──────── Data

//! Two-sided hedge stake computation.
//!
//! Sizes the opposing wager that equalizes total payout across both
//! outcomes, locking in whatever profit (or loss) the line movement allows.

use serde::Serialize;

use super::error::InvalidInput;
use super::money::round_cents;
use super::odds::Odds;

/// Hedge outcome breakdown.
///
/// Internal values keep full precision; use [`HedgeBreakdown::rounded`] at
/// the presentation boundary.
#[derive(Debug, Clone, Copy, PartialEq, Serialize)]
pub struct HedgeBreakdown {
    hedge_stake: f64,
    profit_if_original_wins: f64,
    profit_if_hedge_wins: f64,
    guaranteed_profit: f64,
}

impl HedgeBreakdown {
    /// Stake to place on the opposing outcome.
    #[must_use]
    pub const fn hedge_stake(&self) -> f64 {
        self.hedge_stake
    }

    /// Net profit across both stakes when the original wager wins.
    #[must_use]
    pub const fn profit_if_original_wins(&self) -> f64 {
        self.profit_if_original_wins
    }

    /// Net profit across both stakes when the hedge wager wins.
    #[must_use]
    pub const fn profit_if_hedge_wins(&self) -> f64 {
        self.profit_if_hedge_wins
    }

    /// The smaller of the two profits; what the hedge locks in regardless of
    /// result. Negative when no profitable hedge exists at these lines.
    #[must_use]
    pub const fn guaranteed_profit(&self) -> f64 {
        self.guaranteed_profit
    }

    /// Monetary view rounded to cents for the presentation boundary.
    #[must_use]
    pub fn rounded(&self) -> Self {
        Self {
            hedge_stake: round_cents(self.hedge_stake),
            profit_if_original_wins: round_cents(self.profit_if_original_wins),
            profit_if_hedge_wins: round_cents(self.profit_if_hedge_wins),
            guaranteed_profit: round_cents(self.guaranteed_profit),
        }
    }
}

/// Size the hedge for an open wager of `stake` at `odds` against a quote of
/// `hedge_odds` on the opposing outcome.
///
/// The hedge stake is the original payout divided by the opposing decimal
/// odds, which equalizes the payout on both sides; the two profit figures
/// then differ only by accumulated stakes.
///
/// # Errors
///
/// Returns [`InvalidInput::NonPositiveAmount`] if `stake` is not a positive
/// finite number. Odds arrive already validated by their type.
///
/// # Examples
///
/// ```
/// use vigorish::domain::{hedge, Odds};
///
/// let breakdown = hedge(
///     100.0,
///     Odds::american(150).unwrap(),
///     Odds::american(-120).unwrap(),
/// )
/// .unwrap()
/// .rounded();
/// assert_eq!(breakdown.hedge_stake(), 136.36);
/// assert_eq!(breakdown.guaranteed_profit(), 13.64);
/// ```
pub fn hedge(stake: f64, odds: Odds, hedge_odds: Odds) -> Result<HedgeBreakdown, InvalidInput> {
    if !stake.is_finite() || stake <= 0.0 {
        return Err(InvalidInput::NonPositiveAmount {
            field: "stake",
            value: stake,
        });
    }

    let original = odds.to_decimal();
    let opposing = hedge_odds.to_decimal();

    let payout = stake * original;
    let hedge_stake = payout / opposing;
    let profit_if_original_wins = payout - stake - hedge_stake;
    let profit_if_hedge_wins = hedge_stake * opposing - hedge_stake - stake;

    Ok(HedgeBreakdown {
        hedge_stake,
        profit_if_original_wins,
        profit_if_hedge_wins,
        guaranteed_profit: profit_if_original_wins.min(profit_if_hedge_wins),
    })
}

────────────────
──────── Data

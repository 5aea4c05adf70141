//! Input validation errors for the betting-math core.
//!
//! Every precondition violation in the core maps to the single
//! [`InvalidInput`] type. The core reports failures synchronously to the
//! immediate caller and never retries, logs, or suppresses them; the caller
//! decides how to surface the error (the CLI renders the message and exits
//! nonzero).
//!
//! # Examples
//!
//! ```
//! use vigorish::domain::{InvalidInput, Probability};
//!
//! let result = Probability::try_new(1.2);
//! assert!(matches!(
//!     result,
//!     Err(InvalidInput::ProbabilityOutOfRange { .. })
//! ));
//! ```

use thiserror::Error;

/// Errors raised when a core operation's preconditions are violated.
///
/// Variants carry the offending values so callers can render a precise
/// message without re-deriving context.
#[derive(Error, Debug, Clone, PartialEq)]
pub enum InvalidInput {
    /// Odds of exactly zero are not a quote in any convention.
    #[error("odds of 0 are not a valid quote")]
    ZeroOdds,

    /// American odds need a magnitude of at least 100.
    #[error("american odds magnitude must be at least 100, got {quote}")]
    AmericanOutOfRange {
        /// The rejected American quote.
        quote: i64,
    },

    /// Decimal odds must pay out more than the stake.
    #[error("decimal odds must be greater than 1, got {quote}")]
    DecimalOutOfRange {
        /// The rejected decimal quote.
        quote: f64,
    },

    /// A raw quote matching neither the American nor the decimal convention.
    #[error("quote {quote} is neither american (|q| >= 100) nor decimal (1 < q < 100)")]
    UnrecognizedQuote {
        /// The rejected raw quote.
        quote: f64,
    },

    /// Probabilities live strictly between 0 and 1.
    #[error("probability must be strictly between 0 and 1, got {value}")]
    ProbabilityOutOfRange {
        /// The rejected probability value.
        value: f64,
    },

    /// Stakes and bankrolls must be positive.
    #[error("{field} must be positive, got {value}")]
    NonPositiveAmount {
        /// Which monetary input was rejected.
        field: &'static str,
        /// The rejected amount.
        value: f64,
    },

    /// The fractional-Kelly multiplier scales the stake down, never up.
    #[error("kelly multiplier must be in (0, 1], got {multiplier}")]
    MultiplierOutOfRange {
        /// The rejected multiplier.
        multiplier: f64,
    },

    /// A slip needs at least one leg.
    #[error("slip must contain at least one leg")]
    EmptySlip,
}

────────────────

**Exercise:** Among the entries above, how many lines include the word "boundary"? Give the number with no comment.

**Your response:** 2